** Task to complete **
Write out every entry again exactly as it stands.

Stored items:
================
//! Error types for `legis-core`.

use thiserror::Error;

#[derive(Debug, Error)]
pub enum Error {
  #[error("bill not found: {0}")]
  BillNotFound(String),

  #[error("invalid input: {0}")]
  InvalidInput(String),
}

pub type Result<T, E = Error> = std::result::Result<T, E>;
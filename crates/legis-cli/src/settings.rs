//! Layered runtime configuration.
//!
//! Sources, lowest precedence first: built-in defaults, the TOML file, then
//! `LEGIS_*` environment variables (`__` separates nested keys, e.g.
//! `LEGIS_INGEST__PAGE_SIZE`). The bare `OPENSTATES_API_KEY` and
//! `ANTHROPIC_API_KEY` variables override everything.

use std::{
  path::{Path, PathBuf},
  time::Duration,
};

use config::{Config, ConfigBuilder, ConfigError, Environment, File, builder::DefaultState};
use legis_ingest::{IngestOptions, RetryPolicy};
use legis_sources::{AnthropicConfig, OpenStatesConfig, anthropic, openstates};
use serde::Deserialize;

#[derive(Debug, Clone, Deserialize)]
pub struct Settings {
  pub host:          String,
  pub port:          u16,
  pub database_path: PathBuf,
  pub cors_origins:  Vec<String>,
  pub openstates:    OpenStatesConfig,
  pub anthropic:     AnthropicConfig,
  pub ingest:        IngestSettings,
}

/// Pacing for `legis ingest`, in plain numbers so it can come from env vars.
#[derive(Debug, Clone, Deserialize)]
pub struct IngestSettings {
  pub page_size:     u32,
  pub bill_delay_ms: u64,
  pub page_delay_ms: u64,
  pub max_attempts:  u32,
  pub backoff_ms:    u64,
}

impl IngestSettings {
  pub fn options(&self) -> IngestOptions {
    IngestOptions {
      page_size:  self.page_size,
      bill_delay: Duration::from_millis(self.bill_delay_ms),
      page_delay: Duration::from_millis(self.page_delay_ms),
      retry:      RetryPolicy {
        max_attempts: self.max_attempts,
        base_delay:   Duration::from_millis(self.backoff_ms),
      },
    }
  }
}

fn defaults() -> Result<ConfigBuilder<DefaultState>, ConfigError> {
  Config::builder()
    .set_default("host", "127.0.0.1")?
    .set_default("port", 8000)?
    .set_default("database_path", "legis.db")?
    .set_default("cors_origins", vec!["http://localhost:3000"])?
    .set_default("openstates.base_url", openstates::DEFAULT_BASE_URL)?
    .set_default("openstates.api_key", "")?
    .set_default("anthropic.base_url", anthropic::DEFAULT_BASE_URL)?
    .set_default("anthropic.api_key", "")?
    .set_default("anthropic.model", anthropic::DEFAULT_MODEL)?
    .set_default("ingest.page_size", 20)?
    .set_default("ingest.bill_delay_ms", 1_000)?
    .set_default("ingest.page_delay_ms", 3_000)?
    .set_default("ingest.max_attempts", 3)?
    .set_default("ingest.backoff_ms", 2_000)
}

/// Load settings from `path` (optional) and the environment.
pub fn load(path: &Path) -> Result<Settings, ConfigError> {
  defaults()?
    .add_source(File::from(path).required(false))
    .add_source(
      Environment::with_prefix("LEGIS")
        .prefix_separator("_")
        .separator("__")
        .list_separator(",")
        .with_list_parse_key("cors_origins")
        .try_parsing(true),
    )
    .set_override_option("openstates.api_key", std::env::var("OPENSTATES_API_KEY").ok())?
    .set_override_option("anthropic.api_key", std::env::var("ANTHROPIC_API_KEY").ok())?
    .build()?
    .try_deserialize()
}

/// Expand a leading `~` to the user's home directory.
pub fn expand_tilde(path: &Path) -> PathBuf {
  let s = path.to_string_lossy();
  if let Some(rest) = s.strip_prefix("~/")
    && let Ok(home) = std::env::var("HOME")
  {
    return PathBuf::from(home).join(rest);
  }
  path.to_path_buf()
}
================
** Result **
//! Error types for `legis-core`.

use thiserror::Error;

#[derive(Debug, Error)]
pub enum Error {
  #[error("bill not found: {0}")]
  BillNotFound(String),

  #[error("invalid input: {0}")]
  InvalidInput(String),
}

pub type Result<T, E = Error> = std::result::Result<T, E>;
filename crates/legis-cli/src/settings.rs
//! Layered runtime configuration.
//!
//! Sources, lowest precedence first: built-in defaults, the TOML file, then
//! `LEGIS_*` environment variables (`__` separates nested keys, e.g.
//! `LEGIS_INGEST__PAGE_SIZE`). The bare `OPENSTATES_API_KEY` and
//! `ANTHROPIC_API_KEY` variables override everything.

use std::{
  path::{Path, PathBuf},
  time::Duration,
};

use config::{Config, ConfigBuilder, ConfigError, Environment, File, builder::DefaultState};
use legis_ingest::{IngestOptions, RetryPolicy};
use legis_sources::{AnthropicConfig, OpenStatesConfig, anthropic, openstates};
use serde::Deserialize;

#[derive(Debug, Clone, Deserialize)]
pub struct Settings {
  pub host:          String,
  pub port:          u16,
  pub database_path: PathBuf,
  pub cors_origins:  Vec<String>,
  pub openstates:    OpenStatesConfig,
  pub anthropic:     AnthropicConfig,
  pub ingest:        IngestSettings,
}

/// Pacing for `legis ingest`, in plain numbers so it can come from env vars.
#[derive(Debug, Clone, Deserialize)]
pub struct IngestSettings {
  pub page_size:     u32,
  pub bill_delay_ms: u64,
  pub page_delay_ms: u64,
  pub max_attempts:  u32,
  pub backoff_ms:    u64,
}

impl IngestSettings {
  pub fn options(&self) -> IngestOptions {
    IngestOptions {
      page_size:  self.page_size,
      bill_delay: Duration::from_millis(self.bill_delay_ms),
      page_delay: Duration::from_millis(self.page_delay_ms),
      retry:      RetryPolicy {
        max_attempts: self.max_attempts,
        base_delay:   Duration::from_millis(self.backoff_ms),
      },
    }
  }
}

fn defaults() -> Result<ConfigBuilder<DefaultState>, ConfigError> {
  Config::builder()
    .set_default("host", "127.0.0.1")?
    .set_default("port", 8000)?
    .set_default("database_path", "legis.db")?
    .set_default("cors_origins", vec!["http://localhost:3000"])?
    .set_default("openstates.base_url", openstates::DEFAULT_BASE_URL)?
    .set_default("openstates.api_key", "")?
    .set_default("anthropic.base_url", anthropic::DEFAULT_BASE_URL)?
    .set_default("anthropic.api_key", "")?
    .set_default("anthropic.model", anthropic::DEFAULT_MODEL)?
    .set_default("ingest.page_size", 20)?
    .set_default("ingest.bill_delay_ms", 1_000)?
    .set_default("ingest.page_delay_ms", 3_000)?
    .set_default("ingest.max_attempts", 3)?
    .set_default("ingest.backoff_ms", 2_000)
}

/// Load settings from `path` (optional) and the environment.
pub fn load(path: &Path) -> Result<Settings, ConfigError> {
  defaults()?
    .add_source(File::from(path).required(false))
    .add_source(
      Environment::with_prefix("LEGIS")
        .prefix_separator("_")
        .separator("__")
        .list_separator(",")
        .with_list_parse_key("cors_origins")
        .try_parsing(true),
    )
    .set_override_option("openstates.api_key", std::env::var("OPENSTATES_API_KEY").ok())?
    .set_override_option("anthropic.api_key", std::env::var("ANTHROPIC_API_KEY").ok())?
    .build()?
    .try_deserialize()
}

/// Expand a leading `~` to the user's home directory.
pub fn expand_tilde(path: &Path) -> PathBuf {
  let s = path.to_string_lossy();
  if let Some(rest) = s.strip_prefix("~/")
    && let Ok(home) = std::env::var("HOME")
  {
    return PathBuf::from(home).join(rest);
  }
  path.to_path_buf()
}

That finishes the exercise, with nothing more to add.